DATA TO EXAMINE:
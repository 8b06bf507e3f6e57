// Copyright (C) 2026 StarHuntingGames
//
// This program is free software: you can redistribute it and/or modify
// it under the terms of the GNU General Public License as published by
// the Free Software Foundation, either version 3 of the License, or
// (at your option) any later version.
//
// This program is distributed in the hope that it will be useful,
// but WITHOUT ANY WARRANTY; without even the implied warranty of
// MERCHANTABILITY or FITNESS FOR A PARTICULAR PURPOSE.  See the
// GNU General Public License for more details.
//
// You should have received a copy of the GNU General Public License
// along with this program.  If not, see <https://www.gnu.org/licenses/>.

use std::sync::{Arc, Mutex};

use async_trait::async_trait;
use rollrush_common::{MatchError, MatchId, UserId};
use serde::{Deserialize, Serialize};
use tracing::info;

#[derive(Debug, Clone, Serialize, Deserialize)]
pub struct Identity {
    pub user_id: UserId,
}

#[derive(Debug, Clone, Serialize, Deserialize)]
pub struct AvatarMetadata {
    pub avatar_code: String,
    #[serde(default)]
    pub asset_url: Option<String>,
}

#[derive(Debug, Clone, Copy, Serialize, Deserialize)]
pub struct LedgerBalance {
    pub balance: u64,
}

#[async_trait]
pub trait SessionValidator: Send + Sync {
    async fn validate_session(&self, token: &str) -> Result<Identity, MatchError>;
}

#[async_trait]
pub trait RollLedger: Send + Sync {
    /// Persist one die roll for the player and return their wallet balance.
    /// Must be idempotent or safely retryable exactly once.
    async fn apply_roll(&self, player_id: &UserId, die_value: u8)
    -> Result<LedgerBalance, MatchError>;
}

#[async_trait]
pub trait PrizeLedger: Send + Sync {
    async fn award_prize(
        &self,
        match_id: &MatchId,
        winner_id: &UserId,
        amount: u64,
    ) -> Result<(), MatchError>;
}

#[async_trait]
pub trait AvatarCatalog: Send + Sync {
    async fn resolve_avatar(
        &self,
        user_id: &UserId,
        avatar_code: &str,
    ) -> Result<AvatarMetadata, MatchError>;
}

#[derive(Clone)]
pub struct Collaborators {
    pub sessions: Arc<dyn SessionValidator>,
    pub roll_ledger: Arc<dyn RollLedger>,
    pub prize_ledger: Arc<dyn PrizeLedger>,
    pub avatars: Arc<dyn AvatarCatalog>,
}

impl Collaborators {
    /// In-process collaborators for local play and tests: any non-empty token
    /// is accepted, rolls are free, prize awards are recorded and logged.
    pub fn local() -> Self {
        let local = Arc::new(LocalCollaborator::default());
        Self {
            sessions: local.clone(),
            roll_ledger: local.clone(),
            prize_ledger: local.clone(),
            avatars: local,
        }
    }

    pub fn http_from_env() -> anyhow::Result<Self> {
        let http = Arc::new(HttpCollaborator::from_env()?);
        Ok(Self {
            sessions: http.clone(),
            roll_ledger: http.clone(),
            prize_ledger: http.clone(),
            avatars: http,
        })
    }
}

/// HTTP client for the platform services that own identity, the wallet
/// ledger, and the avatar catalog.
pub struct HttpCollaborator {
    client: reqwest::Client,
    base_url: String,
}

#[derive(Debug, Serialize)]
struct ValidateSessionRequest<'a> {
    token: &'a str,
}

#[derive(Debug, Serialize)]
struct ApplyRollRequest<'a> {
    player_id: &'a str,
    die_value: u8,
}

#[derive(Debug, Serialize)]
struct AwardPrizeRequest<'a> {
    match_id: &'a str,
    winner_id: &'a str,
    amount: u64,
}

#[derive(Debug, Serialize)]
struct ResolveAvatarRequest<'a> {
    user_id: &'a str,
    avatar_code: &'a str,
}

impl HttpCollaborator {
    pub fn from_env() -> anyhow::Result<Self> {
        let base_url = std::env::var("PLATFORM_BASE_URL")
            .ok()
            .unwrap_or_else(|| "http://platform-service:8080".to_string());
        Ok(Self {
            client: reqwest::Client::new(),
            base_url,
        })
    }

    fn endpoint(&self, path: &str) -> String {
        format!("{}/{}", self.base_url.trim_end_matches('/'), path)
    }

    async fn post_json<T: serde::de::DeserializeOwned>(
        &self,
        url: String,
        payload: &impl Serialize,
    ) -> Result<T, MatchError> {
        let response = self
            .client
            .post(url)
            .json(payload)
            .send()
            .await
            .map_err(|error| MatchError::Collaborator(format!("platform unreachable: {error}")))?;

        let status = response.status();
        if status == reqwest::StatusCode::UNAUTHORIZED {
            return Err(MatchError::Auth("token rejected by platform".to_string()));
        }
        if status == reqwest::StatusCode::FORBIDDEN || status == reqwest::StatusCode::NOT_FOUND {
            return Err(MatchError::InvalidTarget(format!(
                "platform rejected request: {status}"
            )));
        }
        if !status.is_success() {
            let body = response
                .text()
                .await
                .unwrap_or_else(|_| "<response body unavailable>".to_string());
            return Err(MatchError::Collaborator(format!(
                "platform returned {status}: {body}"
            )));
        }

        response
            .json::<T>()
            .await
            .map_err(|error| MatchError::Collaborator(format!("invalid platform payload: {error}")))
    }
}

#[async_trait]
impl SessionValidator for HttpCollaborator {
    async fn validate_session(&self, token: &str) -> Result<Identity, MatchError> {
        self.post_json(
            self.endpoint("internal/v1/sessions/validate"),
            &ValidateSessionRequest { token },
        )
        .await
    }
}

#[async_trait]
impl RollLedger for HttpCollaborator {
    async fn apply_roll(
        &self,
        player_id: &UserId,
        die_value: u8,
    ) -> Result<LedgerBalance, MatchError> {
        self.post_json(
            self.endpoint("internal/v1/ledger/rolls"),
            &ApplyRollRequest {
                player_id,
                die_value,
            },
        )
        .await
    }
}

#[async_trait]
impl PrizeLedger for HttpCollaborator {
    async fn award_prize(
        &self,
        match_id: &MatchId,
        winner_id: &UserId,
        amount: u64,
    ) -> Result<(), MatchError> {
        let _: serde_json::Value = self
            .post_json(
                self.endpoint("internal/v1/prizes"),
                &AwardPrizeRequest {
                    match_id,
                    winner_id,
                    amount,
                },
            )
            .await?;
        Ok(())
    }
}

#[async_trait]
impl AvatarCatalog for HttpCollaborator {
    async fn resolve_avatar(
        &self,
        user_id: &UserId,
        avatar_code: &str,
    ) -> Result<AvatarMetadata, MatchError> {
        self.post_json(
            self.endpoint("internal/v1/avatars/resolve"),
            &ResolveAvatarRequest {
                user_id,
                avatar_code,
            },
        )
        .await
    }
}

/// Free-standing collaborator used by the local binary and most tests.
#[derive(Default)]
pub struct LocalCollaborator {
    pub awarded: Mutex<Vec<(MatchId, UserId, u64)>>,
}

#[async_trait]
impl SessionValidator for LocalCollaborator {
    async fn validate_session(&self, token: &str) -> Result<Identity, MatchError> {
        let token = token.trim();
        if token.is_empty() {
            return Err(MatchError::Auth("empty token".to_string()));
        }
        Ok(Identity {
            user_id: token.to_string(),
        })
    }
}

#[async_trait]
impl RollLedger for LocalCollaborator {
    async fn apply_roll(
        &self,
        _player_id: &UserId,
        _die_value: u8,
    ) -> Result<LedgerBalance, MatchError> {
        Ok(LedgerBalance { balance: 1000 })
    }
}

#[async_trait]
impl PrizeLedger for LocalCollaborator {
    async fn award_prize(
        &self,
        match_id: &MatchId,
        winner_id: &UserId,
        amount: u64,
    ) -> Result<(), MatchError> {
        info!(match_id = %match_id, winner_id = %winner_id, amount, "prize awarded locally");
        self.awarded
            .lock()
            .unwrap()
            .push((match_id.clone(), winner_id.clone(), amount));
        Ok(())
    }
}

#[async_trait]
impl AvatarCatalog for LocalCollaborator {
    async fn resolve_avatar(
        &self,
        _user_id: &UserId,
        avatar_code: &str,
    ) -> Result<AvatarMetadata, MatchError> {
        Ok(AvatarMetadata {
            avatar_code: avatar_code.to_string(),
            asset_url: None,
        })
    }
}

PROMPT: For each line in the material above that contains the string "program", make a copy.

EXERCISE OUTPUT:
// This program is free software: you can redistribute it and/or modify
// This program is distributed in the hope that it will be useful,
// along with this program.  If not, see <https://www.gnu.org/licenses/>.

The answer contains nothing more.